The second Urchin was flipped on its side, wheels spinning helplessly. Enismirdal and Centhwevir had ripped the earthen roofs from the bunkers, the men inside churning about like maggots doused in salt, terror and agony billowing up like the bouquet of a summer garden. Laughing, calling out to one another, the raiders spiraled upward into the night, gaudy leaves borne by the updraft of fire.

“We’ll be back!” yelled Yseult, at the confusion of the camp. “Don’t go anywhere!”

And pleasure washed over Jenny, deep caressing waves that penetrated the most secret caves of her body and her mind: contentment, belonging, the promise of reward and the drunken hilarity of power. Power and pain. This, truly, was life. The men in the broken camp raced madly here and there, funny as ants when the nest drowns, trying to put out fires or pulling vainly at the arms and legs of the injured. Dozens more of them simply fled toward the hills— “Do they think the fell-men are going to let them through?” shouted Bliaud, his long gray curls whipping. “I’d like to be there when they try!”

One man, the man who had wrenched himself free from the burning Urchin, got slowly to his feet, leaning on his broken harpoon. Jenny was aware of him watching the dragons as they swirled triumphantly away into the night.

CHAPTER NINETEEN

They gave her a young girl, all for her own; probably one of the camp servants or whores. By being judicious in her applications of pain and terror, Jenny managed to keep her alive most of the night.

Deep inside, Jenny was aware of her own horror, aghast, disgusted, sickened at what she saw herself doing to the weeping child. But she was aware that Amayon supped and munched and reveled in her emotions, her revulsion and pity, as much as in the victim’s uncomprehending agony. And Amayon—as is the way of demons—routed his pleasure and delight back into Jenny’s body and mind. Riven and battered, Jenny tried to find some way to fight, but it seemed to her that she could only watch herself performing upon the girl a violent parody of what Caerdinn had done to her when she was that age; watch herself as if she were someone else. But you’re not someone else, whispered Amayon. That’s you, Pretty Lady, my dearest Jenny dear. I don’t make anything from whole cloth. No demon does. Admit it. Ever since Caerdinn beat you and harried you and demanded of you that you do what you couldn’t do— “What do you want from me?” the girl was crying, blood coursing down her face. “What do you want?”

—you’ve wondered how it would feel to have that kind of power. You wanted to be him then. And now you are.

I’m not! screamed Jenny desperately, her voice tiny as the peep of a cricket in a crack. I’m not, I’m not, I’m not!

And the demon drank up her tears, mixed with the little whore’s blood, and smacked his lips in delight.

The girl died toward dawn. The sensation was beyond description, a ringing climax of physical pleasure and emotional satisfaction that left Jenny shattered, confused, wrung out like a rag washed up on an unknown beach.
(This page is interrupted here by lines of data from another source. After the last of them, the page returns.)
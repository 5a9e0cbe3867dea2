//! User account endpoints under `/api/users`

use axum::{
    extract::{Path, Query, State},
    routing::{get, post},
    Router,
};
use serde::Deserialize;
use tracing::{debug, info};

use crate::api::middleware::AdminPrivilege;
use crate::api::state::AppState;
use crate::api::types::{ApiError, ApiResponse, Json};
use crate::domain::{DomainError, DtoData, DtoIn, DtoOut, QueryField, User, UserInput, UserQuery};
use crate::infrastructure::user::USER_NOT_FOUND;

pub const USERNAME_MISSING: &str = "Invalid input: username not provided";
pub const USERNAME_TAKEN: &str = "Username is taken";
pub const EMAIL_TAKEN: &str = "Email is already in use";
pub const INVALID_ID: &str = "Invalid ID";
pub const ADMIN_FIELDS_FORBIDDEN: &str =
    "Only administrators may modify isAdmin, isActive, lastLogin or dateJoined";

type UserResponse = ApiResponse<DtoData<User>>;

/// Create the users router
///
/// Any method not routed here answers 405 with the failure envelope.
pub fn create_users_router() -> Router<AppState> {
    Router::new()
        .route("/api/users", get(list_users).fallback(method_not_allowed))
        .route("/api/users/create", post(create_user).fallback(method_not_allowed))
        .route(
            "/api/users/{id}",
            get(get_user)
                .patch(update_user)
                .delete(delete_user)
                .fallback(method_not_allowed),
        )
}

async fn method_not_allowed() -> ApiError {
    ApiError::method_not_allowed()
}

/// Optional equality filter for listing
#[derive(Debug, Default, Deserialize)]
pub struct ListUsersParams {
    pub field: Option<String>,
    pub criteria: Option<String>,
}

/// GET /api/users
pub async fn list_users(
    State(state): State<AppState>,
    Query(params): Query<ListUsersParams>,
) -> Result<UserResponse, ApiError> {
    debug!(field = ?params.field, criteria = ?params.criteria, "Listing users");

    let dto = DtoIn {
        data: UserInput::default(),
        field: params.field,
        criteria: params.criteria,
    };

    let out = state.user_service.get_many_users(dto).await?;

    Ok(ApiResponse::from_dto(out))
}

/// POST /api/users/create
///
/// Bookkeeping fields in the body are ignored; the store sets them.
pub async fn create_user(
    State(state): State<AppState>,
    Json(input): Json<UserInput>,
) -> Result<UserResponse, ApiError> {
    let Some(username) = input.username.clone().filter(|u| !u.is_empty()) else {
        return Err(ApiError::bad_request(USERNAME_MISSING));
    };

    let repository = state.user_service.repository();

    if repository
        .exists(&UserQuery::by_username(username.as_str()))
        .await
        .map_err(DomainError::from)?
    {
        info!(username = %username, "Rejected create: username taken");
        return Err(ApiError::conflict(USERNAME_TAKEN));
    }

    if let Some(email) = &input.email {
        if repository
            .exists(&UserQuery::by_email(email.as_str()))
            .await
            .map_err(DomainError::from)?
        {
            info!("Rejected create: email in use");
            return Err(ApiError::conflict(EMAIL_TAKEN));
        }
    }

    let user = User::new(input.without_bookkeeping()).map_err(DomainError::from)?;
    let out = state.user_service.create_user(DtoIn::new(user)).await?;

    Ok(ApiResponse::created(out.data))
}

/// GET /api/users/{id}
pub async fn get_user(
    State(state): State<AppState>,
    Path(id): Path<String>,
) -> Result<UserResponse, ApiError> {
    ensure_valid_id(&state, &id)?;

    let out = state.user_service.get_one_user(by_id(id)).await?;

    found(out)
}

/// PATCH /api/users/{id}
///
/// Only the fields present in the body change.
pub async fn update_user(
    State(state): State<AppState>,
    privilege: AdminPrivilege,
    Path(id): Path<String>,
    Json(input): Json<UserInput>,
) -> Result<UserResponse, ApiError> {
    ensure_valid_id(&state, &id)?;

    let repository = state.user_service.repository();

    let Some(current) = repository
        .get_one(&UserQuery::new(QueryField::Id, id.as_str()))
        .await
        .map_err(DomainError::from)?
    else {
        return Err(ApiError::not_found(USER_NOT_FOUND));
    };

    let current_id = current.id().map(|id| id.as_str().to_string());

    if let Some(username) = &input.username {
        let query = UserQuery::by_username(username.as_str());
        ensure_not_held(&state, query, current_id.as_deref(), USERNAME_TAKEN).await?;
    }

    if let Some(email) = &input.email {
        let query = UserQuery::by_email(email.as_str());
        ensure_not_held(&state, query, current_id.as_deref(), EMAIL_TAKEN).await?;
    }

    if input.has_privileged_fields() && !privilege.is_admin() {
        info!(user_id = %id, "Rejected update of administrator fields");
        return Err(ApiError::forbidden(ADMIN_FIELDS_FORBIDDEN));
    }

    let user = User::new(UserInput {
        id: current_id.or(Some(id)),
        ..input
    })
    .map_err(DomainError::from)?;

    let out = state.user_service.update_user(DtoIn::new(user)).await?;

    found(out)
}

/// DELETE /api/users/{id}
pub async fn delete_user(
    State(state): State<AppState>,
    Path(id): Path<String>,
) -> Result<UserResponse, ApiError> {
    ensure_valid_id(&state, &id)?;

    let out = state.user_service.delete_user(by_id(id)).await?;

    found(out)
}

fn ensure_valid_id(state: &AppState, id: &str) -> Result<(), ApiError> {
    if state.id_scheme.is_valid(id) {
        Ok(())
    } else {
        debug!(id = %id, "Rejected malformed user id");
        Err(ApiError::bad_request(INVALID_ID))
    }
}

/// Fail with 409 when another user already holds the value
async fn ensure_not_held(
    state: &AppState,
    query: UserQuery,
    own_id: Option<&str>,
    message: &str,
) -> Result<(), ApiError> {
    let holder = state
        .user_service
        .repository()
        .get_one(&query)
        .await
        .map_err(DomainError::from)?;

    match holder.as_ref().and_then(User::id) {
        Some(holder_id) if Some(holder_id.as_str()) != own_id => {
            info!(field = %query.field, "Rejected update: value held by another user");
            Err(ApiError::conflict(message))
        }
        _ => Ok(()),
    }
}

fn by_id(id: String) -> DtoIn<UserInput> {
    DtoIn::new(UserInput {
        id: Some(id),
        ..Default::default()
    })
}

fn found(out: DtoOut<User>) -> Result<UserResponse, ApiError> {
    if out.as_message() == Some(USER_NOT_FOUND) {
        return Err(ApiError::not_found(USER_NOT_FOUND));
    }

    Ok(ApiResponse::from_dto(out))
}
The dragon-mages had tents set a little apart from the rest of Rocklys’ forces, in the camp where the Wildspae curved through the bare gray hills. Lying on the soaked carpets of the tent floor, breathing in the thick blood-odor that permeated them, Jenny— the tiny part of Jenny that huddled weeping like a ghost still clinging to her own flesh—wondered what else had gone on in the mages’ compound, what rewards they had been given for their nights’ work. What Ian had done.

The blue and yellow curtain rippled back. Bland and fresh-bathed, Caradoc stood in the opening, his hard mouth relaxed a little as if even he had been pleased and sated in the night. He went for a minute to the body of the girl, turning it over with the goblin-curved tip of his staff. Jenny heard Amayon—or maybe it was herself—chuckle, and sat up, aware that her face wore the smile of a woman yawning tousled in the bed of a hated rival’s husband or son. “What a little spit-cat she was.” She stretched luxuriously and shook back her matted hair. “Have they got the balneary set up? I’m absolutely sticky.”

Caradoc grinned with the side of that grim mouth, and impure fire flickered in his eyes. It crossed Jenny’s mind, Jenny’s own ousted and terrified mind, to wonder how long the real Caradoc had lasted, held by slow-dissolving ghostly bonds to his own flesh and screaming with horror that this wasn’t what he’d meant when he asked the demons to give him power. Or maybe it was. Maybe after enough time passed you could no longer tell the difference. He chucked Jenny under the chin, as a man would a whore in a tavern. “How’d you like it?” Monster, Monster! she screamed at him, or maybe at herself, desperate and tiny and unheard. Except, of course, by Amayon, who giggled in sated delight that she was still capable of emotion, and savored her horror like a piquant dessert. The demon in her laughed for answer to Caradoc’s question, and Jenny’s hand stroked down her own body in a caressing expression of total satisfaction. Somewhere she heard Amayon reply to the demon— its name was Folcalor, she somehow knew, a bloated thing in which struggled the half-digested whimpering remains of a dozen other imps—that lived behind Caradoc’s eyes. You know how delicious it is, to bring a new one to it for the first time.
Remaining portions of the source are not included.